Saved entries

::::::

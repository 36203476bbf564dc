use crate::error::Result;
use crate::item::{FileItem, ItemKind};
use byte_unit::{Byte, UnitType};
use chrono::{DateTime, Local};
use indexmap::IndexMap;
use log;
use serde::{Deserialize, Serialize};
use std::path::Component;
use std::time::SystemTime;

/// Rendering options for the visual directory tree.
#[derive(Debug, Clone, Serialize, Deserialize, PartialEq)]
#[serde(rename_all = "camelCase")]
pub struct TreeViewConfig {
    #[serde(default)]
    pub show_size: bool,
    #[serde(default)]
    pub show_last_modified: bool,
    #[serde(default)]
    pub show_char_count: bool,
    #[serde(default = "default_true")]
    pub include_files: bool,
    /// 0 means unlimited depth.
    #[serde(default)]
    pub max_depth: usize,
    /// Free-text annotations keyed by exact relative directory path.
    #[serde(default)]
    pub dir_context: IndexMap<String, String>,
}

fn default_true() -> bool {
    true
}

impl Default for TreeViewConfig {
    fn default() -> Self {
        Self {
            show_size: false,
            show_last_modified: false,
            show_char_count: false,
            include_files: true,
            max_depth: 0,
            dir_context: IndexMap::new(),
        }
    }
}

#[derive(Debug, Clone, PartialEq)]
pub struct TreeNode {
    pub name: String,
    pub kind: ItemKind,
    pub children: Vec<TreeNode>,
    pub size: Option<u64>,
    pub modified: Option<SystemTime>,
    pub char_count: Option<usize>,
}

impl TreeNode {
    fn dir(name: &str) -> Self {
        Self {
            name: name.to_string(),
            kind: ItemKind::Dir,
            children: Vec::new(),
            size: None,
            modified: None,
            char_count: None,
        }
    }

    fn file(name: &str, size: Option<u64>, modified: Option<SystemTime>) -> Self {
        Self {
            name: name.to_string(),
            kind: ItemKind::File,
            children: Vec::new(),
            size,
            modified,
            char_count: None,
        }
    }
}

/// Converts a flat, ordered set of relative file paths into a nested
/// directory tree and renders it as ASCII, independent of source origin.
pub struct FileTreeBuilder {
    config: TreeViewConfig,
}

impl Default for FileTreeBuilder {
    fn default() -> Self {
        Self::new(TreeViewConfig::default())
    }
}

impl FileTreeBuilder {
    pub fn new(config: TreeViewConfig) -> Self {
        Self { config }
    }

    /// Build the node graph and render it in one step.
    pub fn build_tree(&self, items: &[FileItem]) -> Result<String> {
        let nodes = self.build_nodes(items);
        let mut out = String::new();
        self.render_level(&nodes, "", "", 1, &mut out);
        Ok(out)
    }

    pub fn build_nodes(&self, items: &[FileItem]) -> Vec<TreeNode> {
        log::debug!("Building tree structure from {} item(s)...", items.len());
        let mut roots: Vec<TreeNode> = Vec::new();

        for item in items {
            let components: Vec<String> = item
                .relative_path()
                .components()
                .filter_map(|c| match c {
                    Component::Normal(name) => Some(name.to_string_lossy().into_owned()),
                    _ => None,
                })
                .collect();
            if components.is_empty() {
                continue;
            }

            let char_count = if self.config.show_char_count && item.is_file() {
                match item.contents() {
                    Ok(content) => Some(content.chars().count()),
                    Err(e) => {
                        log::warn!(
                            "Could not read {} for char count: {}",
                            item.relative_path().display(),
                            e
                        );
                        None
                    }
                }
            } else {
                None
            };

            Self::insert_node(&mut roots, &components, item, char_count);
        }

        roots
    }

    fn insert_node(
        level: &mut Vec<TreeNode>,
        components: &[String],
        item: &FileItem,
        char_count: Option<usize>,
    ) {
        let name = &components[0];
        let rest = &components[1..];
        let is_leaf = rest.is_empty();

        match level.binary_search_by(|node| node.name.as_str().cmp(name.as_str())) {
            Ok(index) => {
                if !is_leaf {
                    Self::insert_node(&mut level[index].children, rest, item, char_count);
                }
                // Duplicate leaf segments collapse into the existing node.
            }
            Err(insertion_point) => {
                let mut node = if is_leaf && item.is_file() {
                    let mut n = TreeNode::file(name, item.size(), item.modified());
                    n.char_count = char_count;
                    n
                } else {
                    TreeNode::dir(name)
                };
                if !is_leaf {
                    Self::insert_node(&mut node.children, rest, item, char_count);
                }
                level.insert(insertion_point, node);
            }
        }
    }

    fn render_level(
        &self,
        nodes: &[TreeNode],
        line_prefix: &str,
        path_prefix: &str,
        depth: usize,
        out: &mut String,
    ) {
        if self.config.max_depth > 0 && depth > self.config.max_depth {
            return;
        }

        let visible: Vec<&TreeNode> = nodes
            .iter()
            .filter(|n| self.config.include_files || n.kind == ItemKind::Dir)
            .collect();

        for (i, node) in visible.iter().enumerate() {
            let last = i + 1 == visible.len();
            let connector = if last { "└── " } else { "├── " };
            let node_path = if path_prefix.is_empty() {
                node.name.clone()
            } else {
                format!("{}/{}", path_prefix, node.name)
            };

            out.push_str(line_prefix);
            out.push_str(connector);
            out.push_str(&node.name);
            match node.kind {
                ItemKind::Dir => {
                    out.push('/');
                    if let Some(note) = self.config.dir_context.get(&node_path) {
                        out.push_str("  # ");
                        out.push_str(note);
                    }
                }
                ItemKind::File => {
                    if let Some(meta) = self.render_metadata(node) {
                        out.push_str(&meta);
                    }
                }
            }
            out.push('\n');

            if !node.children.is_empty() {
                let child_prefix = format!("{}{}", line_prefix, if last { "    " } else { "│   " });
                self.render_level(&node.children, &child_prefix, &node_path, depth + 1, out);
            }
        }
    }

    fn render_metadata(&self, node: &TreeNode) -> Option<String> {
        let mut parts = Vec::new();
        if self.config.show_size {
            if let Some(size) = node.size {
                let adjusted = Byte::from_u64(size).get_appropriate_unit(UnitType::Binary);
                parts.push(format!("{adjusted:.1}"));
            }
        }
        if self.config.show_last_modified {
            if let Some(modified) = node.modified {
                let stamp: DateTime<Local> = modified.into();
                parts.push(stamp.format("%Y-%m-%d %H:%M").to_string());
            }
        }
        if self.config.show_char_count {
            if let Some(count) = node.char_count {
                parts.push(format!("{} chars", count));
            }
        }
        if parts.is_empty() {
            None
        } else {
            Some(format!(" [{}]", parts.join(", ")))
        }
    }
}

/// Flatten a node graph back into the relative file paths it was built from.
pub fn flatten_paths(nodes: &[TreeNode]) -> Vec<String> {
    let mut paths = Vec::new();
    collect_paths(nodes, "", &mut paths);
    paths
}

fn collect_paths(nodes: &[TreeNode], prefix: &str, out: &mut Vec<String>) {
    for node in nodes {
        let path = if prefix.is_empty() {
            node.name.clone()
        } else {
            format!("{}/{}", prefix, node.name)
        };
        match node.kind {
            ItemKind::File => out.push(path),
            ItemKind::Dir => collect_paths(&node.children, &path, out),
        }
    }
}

::::::

» **EXERCISE REQUIREMENTS**
Locate the lines above that contain "None" and copy them.

» **SOLUTION TO THIS EXERCISE**
            size: None,
            modified: None,
            char_count: None,
            char_count: None,
                    _ => None,
                        None
                None
            None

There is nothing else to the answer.